Collected data entries:
= Beginning of Section =
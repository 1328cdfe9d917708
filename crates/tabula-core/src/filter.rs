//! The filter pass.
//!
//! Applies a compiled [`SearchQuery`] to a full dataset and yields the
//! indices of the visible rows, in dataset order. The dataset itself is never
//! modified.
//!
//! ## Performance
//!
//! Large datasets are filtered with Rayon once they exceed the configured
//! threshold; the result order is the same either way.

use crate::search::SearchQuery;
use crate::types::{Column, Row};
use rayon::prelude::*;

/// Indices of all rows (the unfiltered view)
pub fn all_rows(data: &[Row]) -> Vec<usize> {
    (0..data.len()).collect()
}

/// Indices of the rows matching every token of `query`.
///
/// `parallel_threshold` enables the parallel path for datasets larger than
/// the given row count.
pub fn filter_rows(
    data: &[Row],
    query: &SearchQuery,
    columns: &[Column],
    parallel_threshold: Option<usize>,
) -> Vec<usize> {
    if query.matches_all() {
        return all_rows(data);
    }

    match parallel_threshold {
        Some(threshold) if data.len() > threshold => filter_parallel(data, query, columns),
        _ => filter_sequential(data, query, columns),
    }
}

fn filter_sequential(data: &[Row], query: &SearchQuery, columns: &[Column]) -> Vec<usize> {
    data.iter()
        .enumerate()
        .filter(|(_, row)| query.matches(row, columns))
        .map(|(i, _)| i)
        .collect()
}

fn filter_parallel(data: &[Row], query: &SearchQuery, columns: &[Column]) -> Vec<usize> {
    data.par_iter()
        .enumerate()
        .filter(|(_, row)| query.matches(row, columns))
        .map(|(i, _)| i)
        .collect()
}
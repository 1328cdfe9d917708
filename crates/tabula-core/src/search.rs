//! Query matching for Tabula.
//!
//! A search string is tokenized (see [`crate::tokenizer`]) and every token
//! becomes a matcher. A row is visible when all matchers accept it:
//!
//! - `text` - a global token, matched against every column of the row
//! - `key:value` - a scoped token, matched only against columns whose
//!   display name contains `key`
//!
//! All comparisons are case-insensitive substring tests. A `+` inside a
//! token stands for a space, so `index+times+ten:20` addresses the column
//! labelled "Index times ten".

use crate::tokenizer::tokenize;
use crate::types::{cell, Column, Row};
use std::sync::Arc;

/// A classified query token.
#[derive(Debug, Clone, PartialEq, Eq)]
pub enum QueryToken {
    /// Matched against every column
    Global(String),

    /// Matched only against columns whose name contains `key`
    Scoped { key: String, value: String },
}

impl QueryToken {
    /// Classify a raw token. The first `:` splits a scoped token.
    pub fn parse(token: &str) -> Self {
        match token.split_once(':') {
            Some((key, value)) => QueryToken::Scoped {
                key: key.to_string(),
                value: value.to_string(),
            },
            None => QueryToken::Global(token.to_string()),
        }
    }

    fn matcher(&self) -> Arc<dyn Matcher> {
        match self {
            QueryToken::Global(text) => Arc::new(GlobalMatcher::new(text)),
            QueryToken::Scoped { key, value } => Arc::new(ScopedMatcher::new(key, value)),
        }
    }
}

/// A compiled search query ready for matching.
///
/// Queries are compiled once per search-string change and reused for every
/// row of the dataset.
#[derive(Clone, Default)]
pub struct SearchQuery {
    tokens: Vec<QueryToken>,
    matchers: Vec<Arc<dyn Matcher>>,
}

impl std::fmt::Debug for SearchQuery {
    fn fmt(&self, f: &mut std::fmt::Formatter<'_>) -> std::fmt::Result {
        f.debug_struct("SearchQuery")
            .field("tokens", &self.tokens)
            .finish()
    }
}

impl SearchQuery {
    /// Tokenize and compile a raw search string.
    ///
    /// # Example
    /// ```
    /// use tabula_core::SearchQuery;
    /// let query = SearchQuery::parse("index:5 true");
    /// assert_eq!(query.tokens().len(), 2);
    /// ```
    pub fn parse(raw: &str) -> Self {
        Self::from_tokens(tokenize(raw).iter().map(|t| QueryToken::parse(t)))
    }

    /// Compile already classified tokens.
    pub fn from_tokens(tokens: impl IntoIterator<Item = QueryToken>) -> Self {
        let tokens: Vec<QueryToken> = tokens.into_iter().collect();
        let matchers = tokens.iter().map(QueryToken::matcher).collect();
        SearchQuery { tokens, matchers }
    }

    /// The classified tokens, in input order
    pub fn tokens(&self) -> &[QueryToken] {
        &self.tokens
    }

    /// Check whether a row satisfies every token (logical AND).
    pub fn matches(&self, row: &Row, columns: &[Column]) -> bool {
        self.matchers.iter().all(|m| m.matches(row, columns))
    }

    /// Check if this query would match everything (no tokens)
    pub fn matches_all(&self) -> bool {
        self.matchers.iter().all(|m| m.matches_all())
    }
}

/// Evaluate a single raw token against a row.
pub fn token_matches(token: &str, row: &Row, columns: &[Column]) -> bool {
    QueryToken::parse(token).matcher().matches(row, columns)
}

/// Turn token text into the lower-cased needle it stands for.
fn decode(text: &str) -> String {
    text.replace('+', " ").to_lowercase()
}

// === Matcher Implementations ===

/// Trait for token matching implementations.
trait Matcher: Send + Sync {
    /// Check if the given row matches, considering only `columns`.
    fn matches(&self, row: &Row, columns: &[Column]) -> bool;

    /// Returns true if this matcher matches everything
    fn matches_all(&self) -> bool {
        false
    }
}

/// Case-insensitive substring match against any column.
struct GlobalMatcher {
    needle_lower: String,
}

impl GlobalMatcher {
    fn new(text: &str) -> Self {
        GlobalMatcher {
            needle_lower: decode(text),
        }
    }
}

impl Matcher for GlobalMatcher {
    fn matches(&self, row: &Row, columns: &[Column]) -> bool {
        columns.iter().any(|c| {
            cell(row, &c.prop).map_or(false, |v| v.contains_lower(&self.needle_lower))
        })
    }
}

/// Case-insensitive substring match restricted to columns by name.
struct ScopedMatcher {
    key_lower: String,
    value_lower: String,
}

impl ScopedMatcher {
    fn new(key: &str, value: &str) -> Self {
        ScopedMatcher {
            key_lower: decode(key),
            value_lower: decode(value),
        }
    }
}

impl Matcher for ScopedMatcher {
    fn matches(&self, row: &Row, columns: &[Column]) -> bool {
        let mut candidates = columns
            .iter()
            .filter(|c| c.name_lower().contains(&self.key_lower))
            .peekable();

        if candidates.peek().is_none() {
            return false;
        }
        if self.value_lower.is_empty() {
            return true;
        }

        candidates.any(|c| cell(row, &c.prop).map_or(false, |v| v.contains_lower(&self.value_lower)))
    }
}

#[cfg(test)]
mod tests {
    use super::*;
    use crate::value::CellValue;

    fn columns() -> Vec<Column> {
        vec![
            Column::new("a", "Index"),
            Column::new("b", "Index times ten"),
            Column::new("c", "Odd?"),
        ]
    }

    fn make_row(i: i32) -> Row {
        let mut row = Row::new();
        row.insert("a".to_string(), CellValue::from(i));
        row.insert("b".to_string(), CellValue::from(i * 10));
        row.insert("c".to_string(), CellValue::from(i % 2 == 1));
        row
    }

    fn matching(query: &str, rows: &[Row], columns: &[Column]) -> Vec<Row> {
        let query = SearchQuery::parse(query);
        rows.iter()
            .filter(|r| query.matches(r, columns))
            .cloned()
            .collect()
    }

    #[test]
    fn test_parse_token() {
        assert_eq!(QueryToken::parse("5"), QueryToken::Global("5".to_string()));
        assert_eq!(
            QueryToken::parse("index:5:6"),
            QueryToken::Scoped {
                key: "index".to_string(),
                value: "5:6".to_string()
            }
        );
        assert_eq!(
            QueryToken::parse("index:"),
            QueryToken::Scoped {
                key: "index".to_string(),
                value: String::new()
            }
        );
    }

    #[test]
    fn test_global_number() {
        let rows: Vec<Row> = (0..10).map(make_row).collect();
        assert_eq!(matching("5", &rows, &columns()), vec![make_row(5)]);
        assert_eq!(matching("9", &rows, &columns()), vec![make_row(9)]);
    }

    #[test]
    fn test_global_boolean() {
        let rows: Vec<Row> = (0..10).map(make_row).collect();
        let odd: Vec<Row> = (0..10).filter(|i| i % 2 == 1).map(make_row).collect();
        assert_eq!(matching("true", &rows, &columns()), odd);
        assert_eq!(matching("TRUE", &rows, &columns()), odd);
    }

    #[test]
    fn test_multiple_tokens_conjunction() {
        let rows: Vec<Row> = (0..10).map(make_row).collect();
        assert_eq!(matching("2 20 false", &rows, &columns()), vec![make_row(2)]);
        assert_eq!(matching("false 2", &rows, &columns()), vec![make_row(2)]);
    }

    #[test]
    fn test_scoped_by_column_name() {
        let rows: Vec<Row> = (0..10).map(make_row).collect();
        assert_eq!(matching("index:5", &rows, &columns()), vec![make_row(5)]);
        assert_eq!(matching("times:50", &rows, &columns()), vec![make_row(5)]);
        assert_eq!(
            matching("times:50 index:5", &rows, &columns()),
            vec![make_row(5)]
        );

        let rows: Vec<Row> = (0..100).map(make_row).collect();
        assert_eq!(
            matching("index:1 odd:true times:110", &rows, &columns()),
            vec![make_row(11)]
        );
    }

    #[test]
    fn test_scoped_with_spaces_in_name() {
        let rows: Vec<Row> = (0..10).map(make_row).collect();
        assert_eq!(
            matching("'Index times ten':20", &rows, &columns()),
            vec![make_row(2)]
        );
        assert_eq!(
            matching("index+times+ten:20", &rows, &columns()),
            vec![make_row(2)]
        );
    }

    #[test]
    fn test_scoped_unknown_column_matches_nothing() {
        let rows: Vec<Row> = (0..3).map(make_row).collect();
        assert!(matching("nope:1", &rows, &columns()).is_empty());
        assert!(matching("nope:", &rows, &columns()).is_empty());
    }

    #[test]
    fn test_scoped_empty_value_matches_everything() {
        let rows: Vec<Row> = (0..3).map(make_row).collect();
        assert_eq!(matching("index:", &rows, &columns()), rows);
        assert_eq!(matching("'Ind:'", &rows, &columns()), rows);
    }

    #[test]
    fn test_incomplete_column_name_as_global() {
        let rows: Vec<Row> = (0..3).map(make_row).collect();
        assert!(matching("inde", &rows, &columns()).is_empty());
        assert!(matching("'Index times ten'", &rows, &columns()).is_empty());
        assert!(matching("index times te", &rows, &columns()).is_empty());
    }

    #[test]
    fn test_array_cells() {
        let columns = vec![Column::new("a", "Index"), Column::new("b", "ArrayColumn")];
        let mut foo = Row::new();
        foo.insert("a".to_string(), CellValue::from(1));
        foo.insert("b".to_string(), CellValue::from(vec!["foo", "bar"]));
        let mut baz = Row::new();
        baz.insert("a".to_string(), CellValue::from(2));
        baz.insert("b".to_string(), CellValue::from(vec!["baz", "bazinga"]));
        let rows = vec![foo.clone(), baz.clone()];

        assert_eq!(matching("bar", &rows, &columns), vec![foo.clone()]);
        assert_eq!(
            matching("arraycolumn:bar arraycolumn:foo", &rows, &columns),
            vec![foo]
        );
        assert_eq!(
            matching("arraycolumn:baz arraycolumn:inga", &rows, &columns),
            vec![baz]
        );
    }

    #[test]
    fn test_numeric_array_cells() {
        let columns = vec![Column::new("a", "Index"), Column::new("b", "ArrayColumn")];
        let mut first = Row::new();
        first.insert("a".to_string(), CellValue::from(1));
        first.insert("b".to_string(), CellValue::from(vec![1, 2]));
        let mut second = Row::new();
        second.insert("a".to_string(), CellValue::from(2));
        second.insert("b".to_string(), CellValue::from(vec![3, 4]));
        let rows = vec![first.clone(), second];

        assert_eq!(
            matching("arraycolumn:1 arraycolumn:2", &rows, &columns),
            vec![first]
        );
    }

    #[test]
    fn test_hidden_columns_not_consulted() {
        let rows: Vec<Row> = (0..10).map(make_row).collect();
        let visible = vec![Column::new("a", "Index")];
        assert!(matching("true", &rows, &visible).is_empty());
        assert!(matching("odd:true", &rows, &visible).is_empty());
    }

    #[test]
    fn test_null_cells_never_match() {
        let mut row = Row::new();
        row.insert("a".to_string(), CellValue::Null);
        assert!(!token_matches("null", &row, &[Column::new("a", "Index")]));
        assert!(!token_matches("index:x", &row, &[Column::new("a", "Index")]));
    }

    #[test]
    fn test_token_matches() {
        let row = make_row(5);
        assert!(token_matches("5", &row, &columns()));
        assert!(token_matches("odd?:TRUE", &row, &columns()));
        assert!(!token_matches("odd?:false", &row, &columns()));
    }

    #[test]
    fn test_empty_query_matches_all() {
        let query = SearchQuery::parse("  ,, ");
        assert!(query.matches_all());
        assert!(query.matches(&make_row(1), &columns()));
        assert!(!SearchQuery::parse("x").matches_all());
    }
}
= End of Section =
Exercise objective ->
Report each line of the data in which "stands" occurs.

Response area ->
//! token stands for a space, so `index+times+ten:20` addresses the column
/// Turn token text into the lower-cased needle it stands for.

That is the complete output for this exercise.